Founded in 1847, the American Medical Association (AMA) is one of the largest national physician organizations in the United States. Its mission is to advance the quality, safety, and effectiveness of medical care.
Its membership includes physicians and other health care professionals, students, and medical residents across the country, and it represents doctors in local, state, and federal politics.
The AMA has also served as a leading voice in the fight against health plan “gag clauses” that restrict doctors’ access to patient records and information. In 1996, it passed a resolution opposing such legislation and was instrumental in the passage of laws in 16 states prohibiting gag clauses in managed care plans.
When the AMA was first formed, it was a small group of doctors that were affiliated with various local and state medical associations. They were concerned that American medical schools had inconsistent standards of education and that many students were not taught the traditional’medical science’ required to be a doctor. They were also alarmed by the widespread use of ‘quack’ medicines, which relied on healing arts associated with mystic beliefs or unscientific precepts, such as homeopathy.
After the group reorganized in 1901, it took on a more national character and became a nonprofit corporation with permanent headquarters in Chicago. Its members were encouraged to join the national organization, rather than their local chapters, and it began to have an impact on the nation’s political and medical policies.
Despite the AMA’s clout in the national political arena, its member numbers continued to decline from the mid-1960s on. Though it had spent heavily on public outreach campaigns, a number of younger doctors found the organization’s membership fee too high for their budgets.
By the mid-1990s, less than 40 percent of American doctors were members of the AMA, and fewer than 35 percent of doctors aged 30 to 49 were members at that time. The organization was losing money, but revenue from its publishing arm and other for-profit ventures kept it afloat.

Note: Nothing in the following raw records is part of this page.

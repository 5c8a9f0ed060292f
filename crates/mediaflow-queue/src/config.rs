//! Queue configuration.

/// Redis Streams transport configuration.
#[derive(Debug, Clone)]
pub struct QueueConfig {
    /// Redis URL
    pub redis_url: String,
    /// Stream carrying task pointers
    pub stream_name: String,
    /// Consumer group shared by all workers
    pub consumer_group: String,
    /// Dead letter stream
    pub dlq_stream_name: String,
    /// Sorted set holding delayed requeues, scored by due time in ms
    pub delayed_set_name: String,
}

impl Default for QueueConfig {
    fn default() -> Self {
        Self::named("processing_tasks")
    }
}

impl QueueConfig {
    /// Defaults derived from a stream name.
    pub fn named(stream: &str) -> Self {
        Self {
            redis_url: "redis://localhost:6379".to_string(),
            stream_name: stream.to_string(),
            consumer_group: "mediaflow:workers".to_string(),
            dlq_stream_name: format!("{}:dlq", stream),
            delayed_set_name: format!("{}:delayed", stream),
        }
    }

    /// Create config from environment variables.
    pub fn from_env() -> Self {
        let stream =
            std::env::var("QUEUE_STREAM").unwrap_or_else(|_| "processing_tasks".to_string());
        let defaults = Self::named(&stream);

        Self {
            redis_url: std::env::var("REDIS_URL").unwrap_or(defaults.redis_url),
            stream_name: defaults.stream_name,
            consumer_group: std::env::var("QUEUE_CONSUMER_GROUP")
                .unwrap_or(defaults.consumer_group),
            dlq_stream_name: std::env::var("QUEUE_DLQ_STREAM").unwrap_or(defaults.dlq_stream_name),
            delayed_set_name: std::env::var("QUEUE_DELAYED_SET")
                .unwrap_or(defaults.delayed_set_name),
        }
    }
}
//! Worker configuration.

use std::fmt;
use std::str::FromStr;
use std::time::Duration;

use mediaflow_models::STEP_RESIZE;

/// How requeued deliveries come back.
#[derive(Debug, Clone, Copy, PartialEq, Eq, Default)]
pub enum Redelivery {
    /// Requeue promptly; the task store lease enforces the backoff
    #[default]
    Immediate,
    /// Requeue through the transport's delayed set until the lease is due
    Delayed,
}

impl fmt::Display for Redelivery {
    fn fmt(&self, f: &mut fmt::Formatter<'_>) -> fmt::Result {
        match self {
            Redelivery::Immediate => write!(f, "immediate"),
            Redelivery::Delayed => write!(f, "delayed"),
        }
    }
}

impl FromStr for Redelivery {
    type Err = String;

    fn from_str(s: &str) -> Result<Self, Self::Err> {
        match s.trim().to_ascii_lowercase().as_str() {
            "immediate" => Ok(Redelivery::Immediate),
            "delayed" => Ok(Redelivery::Delayed),
            other => Err(format!("unknown redelivery mode: {}", other)),
        }
    }
}

/// Worker configuration.
#[derive(Debug, Clone)]
pub struct WorkerConfig {
    /// Claimant identity written to `lock_owner`
    pub worker_id: String,
    /// Lease granted by a successful claim
    pub lease: Duration,
    /// Total attempts before a task fails
    pub max_retries: u32,
    /// Backoff window written as a forward-dated lease on retry
    pub retry_backoff: Duration,
    /// Maximum in-flight deliveries
    pub prefetch: usize,
    /// Time box for one work unit invocation
    pub work_timeout: Duration,
    /// Requeue strategy
    pub redelivery: Redelivery,
    /// Blocking wait for new deliveries
    pub poll_block: Duration,
    /// How often idle deliveries of crashed consumers are reclaimed
    pub reclaim_interval: Duration,
    /// Idle time before a delivery can be reclaimed
    pub reclaim_min_idle: Duration,
    /// How often delayed requeues are promoted
    pub promote_interval: Duration,
    /// Graceful shutdown timeout
    pub shutdown_timeout: Duration,
    /// Prometheus exporter port
    pub metrics_port: u16,
    /// Ordered pipeline steps
    pub steps: Vec<String>,
}

impl Default for WorkerConfig {
    fn default() -> Self {
        Self {
            worker_id: "worker-unknown".to_string(),
            lease: Duration::from_secs(60),
            max_retries: 4,
            retry_backoff: Duration::from_secs(30),
            prefetch: 1,
            work_timeout: Duration::from_secs(45),
            redelivery: Redelivery::Immediate,
            poll_block: Duration::from_secs(1),
            reclaim_interval: Duration::from_secs(30),
            reclaim_min_idle: Duration::from_secs(120),
            promote_interval: Duration::from_secs(1),
            shutdown_timeout: Duration::from_secs(30),
            metrics_port: 9091,
            steps: vec![STEP_RESIZE.to_string()],
        }
    }
}

fn env_parse<T: FromStr>(key: &str) -> Option<T> {
    std::env::var(key).ok().and_then(|s| s.parse().ok())
}

fn env_secs(key: &str, default: Duration) -> Duration {
    env_parse::<u64>(key)
        .map(Duration::from_secs)
        .unwrap_or(default)
}

/// Parse a comma-separated step list, dropping blanks.
pub fn parse_steps(raw: &str) -> Vec<String> {
    raw.split(',')
        .map(str::trim)
        .filter(|s| !s.is_empty())
        .map(str::to_string)
        .collect()
}

impl WorkerConfig {
    /// Create config from environment variables.
    pub fn from_env() -> Self {
        let defaults = Self::default();

        let worker_id = std::env::var("WORKER_ID")
            .or_else(|_| std::env::var("HOSTNAME"))
            .ok()
            .filter(|s| !s.is_empty())
            .unwrap_or_else(|| format!("worker-{}", uuid::Uuid::new_v4()));

        let steps = std::env::var("PIPELINE_STEPS")
            .map(|raw| parse_steps(&raw))
            .ok()
            .filter(|steps| !steps.is_empty())
            .unwrap_or(defaults.steps);

        Self {
            worker_id,
            lease: env_secs("TASK_LEASE_SECONDS", defaults.lease),
            max_retries: env_parse("TASK_MAX_RETRIES").unwrap_or(defaults.max_retries),
            retry_backoff: env_secs("TASK_RETRY_BACKOFF_SECONDS", defaults.retry_backoff),
            prefetch: env_parse::<usize>("WORKER_PREFETCH")
                .filter(|n| *n > 0)
                .unwrap_or(defaults.prefetch),
            work_timeout: env_secs("WORKER_WORK_TIMEOUT_SECONDS", defaults.work_timeout),
            redelivery: env_parse("WORKER_REDELIVERY").unwrap_or(defaults.redelivery),
            poll_block: Duration::from_millis(
                env_parse("WORKER_POLL_BLOCK_MS").unwrap_or(defaults.poll_block.as_millis() as u64),
            ),
            reclaim_interval: env_secs("WORKER_RECLAIM_INTERVAL_SECS", defaults.reclaim_interval),
            reclaim_min_idle: env_secs("WORKER_RECLAIM_MIN_IDLE_SECS", defaults.reclaim_min_idle),
            promote_interval: env_secs("WORKER_PROMOTE_INTERVAL_SECS", defaults.promote_interval),
            shutdown_timeout: env_secs("WORKER_SHUTDOWN_TIMEOUT", defaults.shutdown_timeout),
            metrics_port: env_parse("WORKER_METRICS_PORT").unwrap_or(defaults.metrics_port),
            steps,
        }
    }
}
//! Object store configuration.

/// Configuration for an S3-compatible endpoint.
#[derive(Debug, Clone)]
pub struct StorageConfig {
    /// Endpoint the services talk to
    pub endpoint_url: String,
    /// Endpoint baked into presigned URLs handed to clients, when it differs
    pub public_url: Option<String>,
    /// Access key ID
    pub access_key_id: String,
    /// Secret access key
    pub secret_access_key: String,
    /// Bucket name
    pub bucket_name: String,
    /// Signing region
    pub region: String,
}

impl Default for StorageConfig {
    fn default() -> Self {
        Self {
            endpoint_url: "http://minio:9000".to_string(),
            public_url: None,
            access_key_id: "minioadmin".to_string(),
            secret_access_key: "minioadmin".to_string(),
            bucket_name: "media".to_string(),
            region: "us-east-1".to_string(),
        }
    }
}

impl StorageConfig {
    /// Create config from environment variables.
    pub fn from_env() -> Self {
        let defaults = Self::default();
        let var = |key: &str, default: String| {
            std::env::var(key)
                .ok()
                .filter(|v| !v.is_empty())
                .unwrap_or(default)
        };

        Self {
            endpoint_url: var("S3_ENDPOINT_URL", defaults.endpoint_url),
            public_url: std::env::var("S3_PUBLIC_URL")
                .ok()
                .filter(|v| !v.is_empty()),
            access_key_id: var("S3_ACCESS_KEY_ID", defaults.access_key_id),
            secret_access_key: var("S3_SECRET_ACCESS_KEY", defaults.secret_access_key),
            bucket_name: var("S3_BUCKET", defaults.bucket_name),
            region: var("S3_REGION", defaults.region),
        }
    }

    /// Endpoint used for presigning.
    pub fn presign_endpoint(&self) -> &str {
        self.public_url.as_deref().unwrap_or(&self.endpoint_url)
    }
}
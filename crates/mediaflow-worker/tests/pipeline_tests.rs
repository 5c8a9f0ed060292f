//! Worker integration tests against the in-memory store, object store and
//! transport.

use std::io::Cursor;
use std::sync::atomic::{AtomicUsize, Ordering};
use std::sync::Arc;
use std::time::Duration;

use async_trait::async_trait;
use image::{DynamicImage, GenericImageView, ImageOutputFormat, RgbImage};
use rand::Rng;

use mediaflow_db::{InMemoryStore, MediaStore, TaskStore};
use mediaflow_models::{
    Clock, ManualClock, Media, MediaId, MediaStatus, NewTask, ProcessingTask, RecordingObserver, TaskId,
    TaskMessage, TaskStatus,
};
use mediaflow_queue::{
    Delivery, DispatchOutcome, InMemoryTransport, Settled, TaskDispatcher, Transport,
};
use mediaflow_storage::{InMemoryObjectStore, ObjectStore};
use mediaflow_worker::{
    builtin_registry, handle_delivery, Pipeline, PipelineAdvancer, ProcessorSettings, Redelivery,
    RetryPolicy, Settlement, TaskExecutor, TaskProcessor, WorkError, WorkRegistry, WorkUnit,
    WorkerConfig,
};

const ORIGINAL: &str = "media/m1/original.png";

#[derive(Clone, Copy)]
enum Behaviour {
    Succeed,
    Fail,
}

/// Work unit that counts invocations and tracks overlap.
struct CountingUnit {
    objects: Arc<InMemoryObjectStore>,
    behaviour: Behaviour,
    delay: Duration,
    calls: AtomicUsize,
    running: AtomicUsize,
    max_running: AtomicUsize,
}

impl CountingUnit {
    fn new(objects: Arc<InMemoryObjectStore>, behaviour: Behaviour) -> Arc<Self> {
        Self::slow(objects, behaviour, Duration::ZERO)
    }

    fn slow(objects: Arc<InMemoryObjectStore>, behaviour: Behaviour, delay: Duration) -> Arc<Self> {
        Arc::new(Self {
            objects,
            behaviour,
            delay,
            calls: AtomicUsize::new(0),
            running: AtomicUsize::new(0),
            max_running: AtomicUsize::new(0),
        })
    }

    fn calls(&self) -> usize {
        self.calls.load(Ordering::SeqCst)
    }
}

#[async_trait]
impl WorkUnit for CountingUnit {
    async fn execute(&self, _input_key: &str, output_key: &str) -> Result<(), WorkError> {
        self.calls.fetch_add(1, Ordering::SeqCst);
        let now_running = self.running.fetch_add(1, Ordering::SeqCst) + 1;
        self.max_running.fetch_max(now_running, Ordering::SeqCst);

        if !self.delay.is_zero() {
            tokio::time::sleep(self.delay).await;
        }
        let result = match self.behaviour {
            Behaviour::Succeed => self
                .objects
                .put_bytes(output_key, b"out".to_vec(), "image/jpeg")
                .await
                .map_err(WorkError::from),
            Behaviour::Fail => Err(WorkError::failed("encoder exploded")),
        };

        self.running.fetch_sub(1, Ordering::SeqCst);
        result
    }
}

/// Work unit whose first failure also takes the task store down.
struct StoreOutageUnit {
    store: Arc<InMemoryStore>,
    objects: Arc<InMemoryObjectStore>,
    calls: AtomicUsize,
}

#[async_trait]
impl WorkUnit for StoreOutageUnit {
    async fn execute(&self, _input_key: &str, output_key: &str) -> Result<(), WorkError> {
        if self.calls.fetch_add(1, Ordering::SeqCst) == 0 {
            self.store.set_unavailable(true);
            return Err(WorkError::failed("disk full"));
        }
        self.objects
            .put_bytes(output_key, b"out".to_vec(), "image/jpeg")
            .await
            .map_err(WorkError::from)
    }
}

struct Harness {
    clock: Arc<ManualClock>,
    store: Arc<InMemoryStore>,
    objects: Arc<InMemoryObjectStore>,
    transport: Arc<InMemoryTransport>,
    observer: Arc<RecordingObserver>,
}

impl Harness {
    fn new() -> Self {
        let clock = Arc::new(ManualClock::default());
        Self {
            store: Arc::new(InMemoryStore::with_clock(clock.clone())),
            objects: Arc::new(InMemoryObjectStore::new()),
            transport: Arc::new(InMemoryTransport::with_clock(clock.clone())),
            observer: Arc::new(RecordingObserver::new()),
            clock,
        }
    }

    fn dispatcher(&self) -> TaskDispatcher {
        TaskDispatcher::new(
            self.store.clone(),
            self.transport.clone(),
            self.observer.clone(),
        )
    }

    fn advancer(&self, steps: &[&str]) -> PipelineAdvancer {
        PipelineAdvancer::new(
            Pipeline::new(steps.iter().map(|s| s.to_string()).collect()),
            self.dispatcher(),
            self.store.clone(),
        )
    }

    fn processor_as(
        &self,
        worker_id: &str,
        steps: &[&str],
        registry: WorkRegistry,
        retry: RetryPolicy,
    ) -> Arc<TaskProcessor> {
        let settings = ProcessorSettings {
            worker_id: worker_id.to_string(),
            lease: Duration::from_secs(60),
            work_timeout: Duration::from_secs(10),
            retry,
        };
        Arc::new(
            TaskProcessor::new(
                self.store.clone(),
                self.objects.clone(),
                registry,
                self.advancer(steps),
                settings,
            )
            .with_observer(self.observer.clone())
            .with_clock(self.clock.clone()),
        )
    }

    fn processor(&self, unit: Arc<dyn WorkUnit>, retry: RetryPolicy) -> Arc<TaskProcessor> {
        self.processor_as(
            "w1",
            &["resize"],
            WorkRegistry::new().with("resize", unit),
            retry,
        )
    }

    async fn create_media(&self, id: &str) -> MediaId {
        let media_id = MediaId::from(id);
        self.store
            .insert_media(&Media::new(media_id.clone(), ORIGINAL))
            .await
            .expect("Failed to insert media");
        media_id
    }

    async fn start(&self, media_id: &MediaId, step: &str) -> TaskId {
        match self
            .dispatcher()
            .dispatch(media_id, step, ORIGINAL)
            .await
            .expect("Failed to dispatch")
        {
            DispatchOutcome::Created(id) => id,
            DispatchOutcome::Duplicate => panic!("task already existed"),
        }
    }

    async fn next(&self) -> Option<Delivery> {
        self.transport
            .consume("w1", Duration::ZERO, 1)
            .await
            .expect("Failed to consume")
            .pop()
    }

    async fn deliver_next(&self, processor: &TaskProcessor, mode: Redelivery) -> Settlement {
        let delivery = self.next().await.expect("Nothing to deliver");
        handle_delivery(processor, self.transport.as_ref(), &delivery, mode)
            .await
            .expect("Failed to settle")
    }

    /// Deliver until the ready queue is empty.
    async fn drain(&self, processor: &TaskProcessor) -> Vec<Settlement> {
        let mut settled = Vec::new();
        while let Some(delivery) = self.next().await {
            let s = handle_delivery(processor, self.transport.as_ref(), &delivery, Redelivery::Immediate)
                .await
                .expect("Failed to settle");
            settled.push(s);
        }
        settled
    }

    async fn task(&self, id: &TaskId) -> ProcessingTask {
        self.store
            .get_task(id)
            .await
            .expect("Failed to load task")
            .expect("Task missing")
    }

    async fn media(&self, id: &MediaId) -> Media {
        self.store
            .get_media(id)
            .await
            .expect("Failed to load media")
            .expect("Media missing")
    }
}

fn pointer(id: &TaskId, media_id: &MediaId, step: &str) -> Vec<u8> {
    TaskMessage::new(id.clone(), media_id.clone(), step)
        .to_bytes()
        .expect("Failed to encode pointer")
}

fn png(width: u32, height: u32) -> Vec<u8> {
    let mut out = Cursor::new(Vec::new());
    DynamicImage::ImageRgb8(RgbImage::new(width, height))
        .write_to(&mut out, ImageOutputFormat::Png)
        .expect("Failed to encode png");
    out.into_inner()
}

Today, the AMA has about 129,600 members in 50 states and D.C., and it is an umbrella organization for numerous medical societies, boards, and specialty groups, including the American Academy of Family Physicians. The AMA serves the needs of its members through educational programs, continuing medical education, and a variety of publications that offer discounts on CME courses and other practice-enhancing resources.
The AMA publishes the Journal of the American Medical Association, which is published 48 times per year, and 11 other journals that focus on medical specialties such as internal medicine, pediatrics, and psychiatry. The AMA is also the publisher of JAMA Network Open, which is an online journal that features original research.
While there are many medical organizations in the United States, the AMA remains the most influential and widely respected. The AMA is responsible for setting standards for medical school admission and determining whether graduates of those schools are competent to practice medicine. It has fought against ‘quack’ medicine and has backed efforts to improve the nation’s medical education system, among other things. The AMA has also been a strong advocate for women’s rights and against gender discrimination in the military, although it recently retracted its support of President Trump’s policy to ban transgender individuals from serving in the military.